In sum, because the record is barren of any competent evidence to support the city council’s denial of the subdivision approval, I believe the trial court misapplied the law, misconceived the evidence, and overlooked the absence of any factual support in the record for the proposition that the proposed subdivision presented an unacceptable risk of aggravating the existing water problems in the area. Indeed, the only competent evidence before the city council, as confirmed by the very engineering firm hired by the city to assess this situation, stated precisely to the contrary.
For this reason I would grant the petition for certiorari, quash the Superior Court’s affirmance of the city council’s decision to deny the subdivision, and remand this case to the Superior Court for the entry of a judgment ordering the approval to be issued.

. The majority claims that the dissent’s citation to the Jeffrey case "is misleading in this regard.” If so, I too have been misled. For I had it on the highest and most recent authority that Jeffrey’s *672“holding [was] that [a] planning board had no discretion to disapprove [a proposed subdivision] plat that conformed to [the] board’s rules.” See L.A. Ray Realty v. Town Council of Cumberland, 698 A.2d 202, 210 (R.I.1997) (Lederberg, J.) (citing Jeffrey case for this proposition).

. The petitioner was willing, however, to comply with all bonding requirements mandated by law, including the posting of a performance bond. See G.L.1956 § 45-23-6 (authorizing the local planning authorities to provide for the posting of a bond in lieu of final approval upon completion of the work to secure the actual construction and installation of the promised improvements). But the council denied the permit after plaintiff's attorney refused to accept an unauthorized request by a council member for a ten-year bond to guarantee that other residents’ water problems would not increase at any time during the next decade.

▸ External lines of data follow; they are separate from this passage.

#![cfg(feature = "effect")]
//! Property-based tests for IO and IOLite Monad laws.
//!
//! Two IO values are equal when running them yields the same value.

use monadic::effect::{IO, IOLite};
use monadic::typeclass::{Functor, Monad};
use proptest::prelude::*;

fn io_double(value: i32) -> IO<i32> {
    IO::new(move || value.wrapping_mul(2))
}

fn io_negate(value: i32) -> IO<i32> {
    IO::new(move || value.wrapping_neg())
}

fn lite_double(value: i32) -> IOLite<i32> {
    IOLite::new(move || value.wrapping_mul(2))
}

fn lite_negate(value: i32) -> IOLite<i32> {
    IOLite::new(move || value.wrapping_neg())
}

proptest! {
    #[test]
    fn prop_io_functor_identity(value in any::<i32>()) {
        prop_assert_eq!(IO::pure(value).fmap(|x| x).run(), value);
    }

    #[test]
    fn prop_io_functor_composition(value in any::<i32>()) {
        let function1 = |x: i32| x.wrapping_add(1);
        let function2 = |x: i32| x.wrapping_mul(2);

        let left = IO::pure(value).fmap(function1).fmap(function2);
        let right = IO::pure(value).fmap(move |x| function2(function1(x)));

        prop_assert_eq!(left.run(), right.run());
    }

    #[test]
    fn prop_io_left_identity(value in any::<i32>()) {
        prop_assert_eq!(IO::pure(value).flat_map(io_double).run(), io_double(value).run());
    }

    #[test]
    fn prop_io_right_identity(value in any::<i32>()) {
        prop_assert_eq!(io_double(value).flat_map(IO::pure).run(), io_double(value).run());
    }

    #[test]
    fn prop_io_associativity(value in any::<i32>()) {
        let left = IO::pure(value).flat_map(io_double).flat_map(io_negate);
        let right = IO::pure(value).flat_map(|x| io_double(x).flat_map(io_negate));
        prop_assert_eq!(left.run(), right.run());
    }

    #[test]
    fn prop_io_lite_left_identity(value in any::<i32>()) {
        prop_assert_eq!(IOLite::pure(value).flat_map(lite_double).run(), lite_double(value).run());
    }

    #[test]
    fn prop_io_lite_right_identity(value in any::<i32>()) {
        prop_assert_eq!(lite_negate(value).flat_map(IOLite::pure).run(), lite_negate(value).run());
    }

    #[test]
    fn prop_io_lite_associativity(value in any::<i32>()) {
        let left = IOLite::pure(value).flat_map(lite_double).flat_map(lite_negate);
        let right = IOLite::pure(value).flat_map(|x| lite_double(x).flat_map(lite_negate));
        prop_assert_eq!(left.run(), right.run());
    }

    #[test]
    fn prop_io_catch_is_transparent_on_success(value in any::<i32>()) {
        prop_assert_eq!(io_double(value).catch(|_| IO::pure(0)).run(), io_double(value).run());
    }
}
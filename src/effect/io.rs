//! IO Monad - deferred side effects with fault interception.
//!
//! An `IO<A>` is a description of a side-effecting computation that produces
//! an `A`. Building and chaining IO values performs no effects; they happen
//! only when [`IO::run`] is called, strictly in chain order and once each.
//!
//! A panic raised while the computation runs is its fault. `run` lets the
//! fault propagate. [`IO::catch`] and [`IO::attempt`] intercept it as a
//! [`Fault`].
//!
//! # Examples
//!
//! ```rust
//! use monadic::effect::IO;
//! use monadic::typeclass::{Functor, Monad};
//! use std::cell::RefCell;
//! use std::rc::Rc;
//!
//! let journal = Rc::new(RefCell::new(Vec::new()));
//! let first = Rc::clone(&journal);
//! let second = Rc::clone(&journal);
//!
//! let io = IO::new(move || first.borrow_mut().push("read"))
//!     .flat_map(move |()| IO::new(move || second.borrow_mut().push("write")))
//!     .fmap(|()| "done");
//!
//! assert!(journal.borrow().is_empty());
//! assert_eq!(io.run(), "done");
//! assert_eq!(*journal.borrow(), vec!["read", "write"]);
//! ```

use std::panic::{AssertUnwindSafe, catch_unwind};

use tracing::{debug, trace};

use super::error::Fault;
use crate::typeclass::{Applicative, Functor, Monad, TypeConstructor};

/// A monad representing deferred side effects.
///
/// # Monad Laws
///
/// 1. **Left Identity**: `IO::pure(a).flat_map(f) == f(a)`
/// 2. **Right Identity**: `m.flat_map(IO::pure) == m`
/// 3. **Associativity**: `m.flat_map(f).flat_map(g) == m.flat_map(|x| f(x).flat_map(g))`
///
/// Equality here means equal results and equal effects when run.
pub struct IO<A> {
    /// The wrapped computation.
    run_io: Box<dyn FnOnce() -> A>,
}

impl<A> IO<A> {
    /// Executes the computation, performing its effects.
    ///
    /// # Panics
    ///
    /// Propagates any fault raised by the computation.
    pub fn run(self) -> A {
        (self.run_io)()
    }
}

impl<A: 'static> IO<A> {
    /// Creates a new IO action from a closure.
    ///
    /// The closure will not be executed until `run` is called.
    ///
    /// # Examples
    ///
    /// ```rust
    /// use monadic::effect::IO;
    /// use std::cell::Cell;
    /// use std::rc::Rc;
    ///
    /// let calls = Rc::new(Cell::new(0));
    /// let counter = Rc::clone(&calls);
    /// let io = IO::new(move || {
    ///     counter.set(counter.get() + 1);
    ///     42
    /// });
    /// assert_eq!(calls.get(), 0);
    /// assert_eq!(io.run(), 42);
    /// assert_eq!(calls.get(), 1);
    /// ```
    pub fn new<F>(action: F) -> Self
    where
        F: FnOnce() -> A + 'static,
    {
        Self {
            run_io: Box::new(action),
        }
    }

    /// Wraps a pure value in an IO action.
    pub fn pure(value: A) -> Self {
        Self::new(move || value)
    }

    /// Creates an IO action that faults with `message` when run.
    ///
    /// # Examples
    ///
    /// ```rust
    /// use monadic::effect::IO;
    ///
    /// let recovered = IO::<&str>::fail("missing file")
    ///     .catch(|fault| IO::pure(if fault.message() == "missing file" { "default" } else { "?" }));
    /// assert_eq!(recovered.run(), "default");
    /// ```
    pub fn fail(message: impl Into<String>) -> Self {
        let message = message.into();
        Self::new(move || panic!("{message}"))
    }

    /// Recovers from a fault by running the IO built by `handler`.
    ///
    /// If the computation completes, its value is returned and `handler` is
    /// never called. A fault raised by the fallback itself is not caught.
    ///
    /// # Examples
    ///
    /// ```rust
    /// use monadic::effect::IO;
    ///
    /// let panicking: IO<String> = IO::new(|| panic!("oops"));
    /// let recovered = panicking.catch(|fault| IO::pure(format!("recovered from {}", fault.message())));
    /// assert_eq!(recovered.run(), "recovered from oops");
    ///
    /// let successful = IO::pure(42).catch(|_| IO::pure(0));
    /// assert_eq!(successful.run(), 42);
    /// ```
    #[must_use]
    pub fn catch<F>(self, handler: F) -> Self
    where
        F: FnOnce(Fault) -> Self + 'static,
    {
        IO::new(move || match capture(self) {
            Ok(value) => value,
            Err(fault) => handler(fault).run(),
        })
    }

    /// Turns a fault into an `Err` value instead of letting it propagate.
    ///
    /// # Examples
    ///
    /// ```rust
    /// use monadic::effect::IO;
    ///
    /// assert_eq!(IO::pure(1).attempt().run(), Ok(1));
    /// assert!(IO::new(|| -> i32 { panic!("boom") }).attempt().run().is_err());
    /// ```
    pub fn attempt(self) -> IO<Result<A, Fault>> {
        IO::new(move || capture(self))
    }

    /// Runs each IO in order when the result is run, collecting the values.
    pub fn sequence<I>(actions: I) -> IO<Vec<A>>
    where
        I: IntoIterator<Item = Self>,
    {
        let steps: Vec<Self> = actions.into_iter().collect();
        IO::new(move || steps.into_iter().map(Self::run).collect())
    }

    /// Builds one IO per item with `function`, then sequences them.
    ///
    /// `function` is applied eagerly; the effects it describes stay deferred.
    pub fn traverse<T, I, F>(items: I, function: F) -> IO<Vec<A>>
    where
        I: IntoIterator<Item = T>,
        F: FnMut(T) -> Self,
    {
        Self::sequence(items.into_iter().map(function))
    }
}

/// Runs `io`, capturing a fault instead of unwinding.
fn capture<A>(io: IO<A>) -> Result<A, Fault> {
    trace!("running IO with fault capture");
    catch_unwind(AssertUnwindSafe(move || io.run())).map_err(|payload| {
        let fault = Fault::from_panic(payload);
        debug!(fault = %fault, "IO fault intercepted");
        fault
    })
}

// =============================================================================
// Type Class Implementations
// =============================================================================

impl<A> TypeConstructor for IO<A> {
    type Inner = A;
    type WithType<B> = IO<B>;
}

impl<A: 'static> Functor for IO<A> {
    fn fmap<B, F>(self, function: F) -> IO<B>
    where
        F: FnOnce(A) -> B + 'static,
        B: 'static,
    {
        IO::new(move || function(self.run()))
    }
}

impl<A: 'static> Applicative for IO<A> {
    fn pure<B>(value: B) -> IO<B>
    where
        B: 'static,
    {
        IO::pure(value)
    }

    fn map2<B, C, F>(self, other: IO<B>, function: F) -> IO<C>
    where
        F: FnOnce(A, B) -> C + 'static,
        B: 'static,
        C: 'static,
    {
        IO::new(move || {
            let first = self.run();
            let second = other.run();
            function(first, second)
        })
    }
}

impl<A: 'static> Monad for IO<A> {
    fn flat_map<B, F>(self, function: F) -> IO<B>
    where
        F: FnOnce(A) -> IO<B> + 'static,
        B: 'static,
    {
        IO::new(move || function(self.run()).run())
    }
}

impl<A> std::fmt::Display for IO<A> {
    fn fmt(&self, formatter: &mut std::fmt::Formatter<'_>) -> std::fmt::Result {
        write!(formatter, "<IO>")
    }
}
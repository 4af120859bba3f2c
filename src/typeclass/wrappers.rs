//! Numeric wrapper types for different algebraic operations.
//!
//! A plain integer has two reasonable ways to combine, so it gets no
//! `Semigroup` instance of its own. The wrappers pick one:
//!
//! - [`Sum`]: addition, identity 0
//! - [`Product`]: multiplication, identity 1
//!
//! A `Writer<Sum<u32>, A>` therefore counts, while a `Writer<Vec<String>, A>`
//! appends log lines.

/// A newtype wrapper that represents the additive semigroup/monoid.
///
/// # Examples
///
/// ```rust
/// use monadic::typeclass::{Monoid, Semigroup, Sum};
///
/// assert_eq!(Sum(3).combine(Sum(5)), Sum(8));
/// assert_eq!(Sum::<i32>::empty(), Sum(0));
/// ```
#[derive(Debug, Clone, Copy, PartialEq, Eq, PartialOrd, Ord, Hash, Default)]
#[cfg_attr(feature = "serde", derive(serde::Serialize, serde::Deserialize))]
pub struct Sum<A>(pub A);

impl<A> Sum<A> {
    /// Creates a new `Sum` wrapping the given value.
    #[inline]
    pub const fn new(value: A) -> Self {
        Self(value)
    }

    /// Consumes the `Sum` and returns the inner value.
    ///
    /// # Examples
    ///
    /// ```rust
    /// use monadic::typeclass::Sum;
    ///
    /// assert_eq!(Sum::new(42).into_inner(), 42);
    /// ```
    #[inline]
    pub fn into_inner(self) -> A {
        self.0
    }
}

impl<A> From<A> for Sum<A> {
    fn from(value: A) -> Self {
        Self::new(value)
    }
}

/// A newtype wrapper that represents the multiplicative semigroup/monoid.
///
/// There is no `Default` impl; the identity is `Monoid::empty`, i.e. `Product(1)`.
///
/// # Examples
///
/// ```rust
/// use monadic::typeclass::{Monoid, Product, Semigroup};
///
/// assert_eq!(Product(3).combine(Product(5)), Product(15));
/// assert_eq!(Product::<i32>::empty(), Product(1));
/// ```
#[derive(Debug, Clone, Copy, PartialEq, Eq, PartialOrd, Ord, Hash)]
#[cfg_attr(feature = "serde", derive(serde::Serialize, serde::Deserialize))]
pub struct Product<A>(pub A);

impl<A> Product<A> {
    /// Creates a new `Product` wrapping the given value.
    #[inline]
    pub const fn new(value: A) -> Self {
        Self(value)
    }

    /// Consumes the `Product` and returns the inner value.
    #[inline]
    pub fn into_inner(self) -> A {
        self.0
    }
}

impl<A> From<A> for Product<A> {
    fn from(value: A) -> Self {
        Self::new(value)
    }
}
//! Reader Monad - computation with a read-only environment.
//!
//! The Reader monad represents computations that depend on a shared
//! environment, such as configuration, without passing it explicitly through
//! every function.
//!
//! # Overview
//!
//! A `Reader<R, A>` encapsulates a function `&R -> A`. The environment is
//! supplied once, at the boundary, by [`Reader::run`]; every step of the
//! chain borrows the same environment and none of them can change it.
//!
//! # Laws
//!
//! ## Monad Laws
//!
//! - Left Identity: `Reader::pure(a).flat_map(f) == f(a)`
//! - Right Identity: `m.flat_map(Reader::pure) == m`
//! - Associativity: `m.flat_map(f).flat_map(g) == m.flat_map(|x| f(x).flat_map(g))`
//!
//! ## Reader Laws
//!
//! - Ask Local Law: `local(f, ask()) == asks(f)`
//! - Local Identity Law: `local(|r| r.clone(), m) == m`
//!
//! # Examples
//!
//! ```rust
//! use monadic::effect::Reader;
//! use monadic::typeclass::Monad;
//!
//! struct Config {
//!     host: String,
//!     port: u16,
//! }
//!
//! let address = Reader::asks(|config: &Config| config.host.clone())
//!     .flat_map(|host| Reader::asks(move |config: &Config| format!("{host}:{}", config.port)));
//!
//! let config = Config { host: "localhost".to_string(), port: 8080 };
//! assert_eq!(address.run(config), "localhost:8080");
//! ```

use crate::typeclass::{Applicative, Functor, Monad, TypeConstructor};

/// A monad for computations that read from a shared environment.
///
/// # Type Parameters
///
/// - `R`: The environment type
/// - `A`: The result type
pub struct Reader<R, A> {
    /// The wrapped function from a borrowed environment to a result.
    run_function: Box<dyn FnOnce(&R) -> A>,
}

impl<R, A> Reader<R, A>
where
    R: 'static,
    A: 'static,
{
    /// Creates a new Reader from a function of the environment.
    ///
    /// # Examples
    ///
    /// ```rust
    /// use monadic::effect::Reader;
    ///
    /// let reader: Reader<i32, i32> = Reader::new(|environment: &i32| environment * 2);
    /// assert_eq!(reader.run(21), 42);
    /// ```
    pub fn new<F>(function: F) -> Self
    where
        F: FnOnce(&R) -> A + 'static,
    {
        Self {
            run_function: Box::new(function),
        }
    }

    /// Runs the Reader computation with the given environment.
    pub fn run(self, environment: R) -> A {
        self.run_ref(&environment)
    }

    /// Runs the Reader computation against a borrowed environment.
    ///
    /// # Examples
    ///
    /// ```rust
    /// use monadic::effect::Reader;
    ///
    /// let settings = vec!["verbose".to_string()];
    /// let count = Reader::asks(|s: &Vec<String>| s.len());
    /// assert_eq!(count.run_ref(&settings), 1);
    /// assert_eq!(settings.len(), 1);
    /// ```
    pub fn run_ref(self, environment: &R) -> A {
        (self.run_function)(environment)
    }

    /// Creates a Reader that ignores the environment and returns a constant value.
    pub fn pure(value: A) -> Self {
        Self::new(move |_| value)
    }

    /// Creates a Reader that projects a value from the environment.
    pub fn asks<F>(projection: F) -> Self
    where
        F: FnOnce(&R) -> A + 'static,
    {
        Self::new(projection)
    }

    /// Runs `computation` against a modified copy of the environment.
    ///
    /// The modification is visible only to `computation`; steps chained
    /// after the returned Reader see the original environment.
    ///
    /// # Examples
    ///
    /// ```rust
    /// use monadic::effect::Reader;
    /// use monadic::typeclass::Monad;
    ///
    /// let doubled = Reader::local(|depth: &u32| depth * 2, Reader::asks(|depth: &u32| *depth));
    /// let both = doubled.flat_map(|inner| Reader::asks(move |depth: &u32| (inner, *depth)));
    /// assert_eq!(both.run(5), (10, 5));
    /// ```
    pub fn local<F>(modifier: F, computation: Self) -> Self
    where
        F: FnOnce(&R) -> R + 'static,
    {
        Self::new(move |environment| computation.run(modifier(environment)))
    }

    /// Runs every computation against the same environment, collecting results in order.
    ///
    /// # Examples
    ///
    /// ```rust
    /// use monadic::effect::Reader;
    ///
    /// let parts = Reader::sequence(vec![
    ///     Reader::asks(|n: &i32| n + 1),
    ///     Reader::asks(|n: &i32| n * 2),
    /// ]);
    /// assert_eq!(parts.run(10), vec![11, 20]);
    /// ```
    pub fn sequence<I>(computations: I) -> Reader<R, Vec<A>>
    where
        I: IntoIterator<Item = Self>,
    {
        let steps: Vec<Self> = computations.into_iter().collect();
        Reader::new(move |environment| {
            steps
                .into_iter()
                .map(|step| step.run_ref(environment))
                .collect()
        })
    }

    /// Builds one computation per item with `function`, then sequences them.
    pub fn traverse<T, I, F>(items: I, function: F) -> Reader<R, Vec<A>>
    where
        I: IntoIterator<Item = T>,
        F: FnMut(T) -> Self,
    {
        Self::sequence(items.into_iter().map(function))
    }
}

impl<R> Reader<R, R>
where
    R: Clone + 'static,
{
    /// Creates a Reader that returns a copy of the whole environment.
    ///
    /// # Examples
    ///
    /// ```rust
    /// use monadic::effect::Reader;
    ///
    /// let reader: Reader<String, String> = Reader::ask();
    /// assert_eq!(reader.run("env".to_string()), "env");
    /// ```
    #[must_use]
    pub fn ask() -> Self {
        Self::new(R::clone)
    }
}

// =============================================================================
// Type Class Implementations
// =============================================================================

impl<R, A> TypeConstructor for Reader<R, A> {
    type Inner = A;
    type WithType<B> = Reader<R, B>;
}

impl<R, A> Functor for Reader<R, A>
where
    R: 'static,
    A: 'static,
{
    fn fmap<B, F>(self, function: F) -> Reader<R, B>
    where
        F: FnOnce(A) -> B + 'static,
        B: 'static,
    {
        let original_function = self.run_function;
        Reader::new(move |environment| function(original_function(environment)))
    }
}

impl<R, A> Applicative for Reader<R, A>
where
    R: 'static,
    A: 'static,
{
    fn pure<B>(value: B) -> Reader<R, B>
    where
        B: 'static,
    {
        Reader::pure(value)
    }

    fn map2<B, C, F>(self, other: Reader<R, B>, function: F) -> Reader<R, C>
    where
        F: FnOnce(A, B) -> C + 'static,
        B: 'static,
        C: 'static,
    {
        let self_function = self.run_function;
        Reader::new(move |environment| {
            let result_a = self_function(environment);
            let result_b = other.run_ref(environment);
            function(result_a, result_b)
        })
    }
}

impl<R, A> Monad for Reader<R, A>
where
    R: 'static,
    A: 'static,
{
    fn flat_map<B, F>(self, function: F) -> Reader<R, B>
    where
        F: FnOnce(A) -> Reader<R, B> + 'static,
        B: 'static,
    {
        let original_function = self.run_function;
        Reader::new(move |environment| {
            let result = original_function(environment);
            function(result).run_ref(environment)
        })
    }
}

impl<R, A> std::fmt::Display for Reader<R, A> {
    fn fmt(&self, formatter: &mut std::fmt::Formatter<'_>) -> std::fmt::Result {
        write!(formatter, "<Reader>")
    }
}
//! Short-circuiting monads for absence and recoverable failure.
//!
//! - [`Maybe`]: `Just(value)` or `Nothing`
//! - [`Either`]: `Right(value)` or `Left(error)`
//!
//! Both stop a `flat_map` chain at the first failure variant. The failure is
//! passed along untouched and the remaining functions are never called.
//! They convert into each other explicitly with [`Maybe::to_either`] and
//! [`Either::to_maybe`].
//!
//! # Examples
//!
//! ```rust
//! use monadic::control::{Either, Maybe};
//! use monadic::typeclass::Monad;
//!
//! fn lookup(key: &str) -> Maybe<u16> {
//!     match key {
//!         "port" => Maybe::Just(8080),
//!         _ => Maybe::Nothing,
//!     }
//! }
//!
//! let port: Either<&str, u16> = lookup("port").to_either("port not configured");
//! let host: Either<&str, u16> = lookup("host").to_either("host not configured");
//!
//! assert_eq!(port, Either::right(8080));
//! assert_eq!(host.flat_map(|n| Either::right(n + 1)), Either::left("host not configured"));
//! ```

mod either;
mod maybe;

pub use either::Either;
pub use maybe::Maybe;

. The standard of review used by the Superior Court in affirming a municipality’s denial of a development permit is irrelevant to whether the evidence relied upon by the municipality to support the denial is legally competent. Although the standard of review may determine what quantum and weight of competent evidence is needed for the municipality’s position to be upheld, if the evidence it relies upon is incompetent, then the standard of review will have no impact on the ultimate result. The reason this is so is that if the evidence relied upon by the municipality to justify its denial lacks probative value, then not only will the permit denial fail to pass muster under the "substantial evidence of the entire record” test used to review the denial of zoning applications, see Salve Regina College v. Zoning Board of Review of Newport, 594 A.2d 878, 880 (R.I.1991), but it will also fail the "any competent evidence" test that has been used to review the denial of subdivision applications. See, e.g., Lett v. Caromile, 510 A.2d 958, 960 (R.I.1986). In any event the anomalous "any competent evidence” standard formerly used by the Superior Court to review municipal decisions on subdivision applications is no more. As of December 31, 1995, § 45-23-20 has been repealed, see § 45-23-28(C), and replaced by § 45-23-71, which provides inter alia for Superior Court review "of the reliable, probative, and substantial evidence of the whole record.” See § 45-23-71(0(5).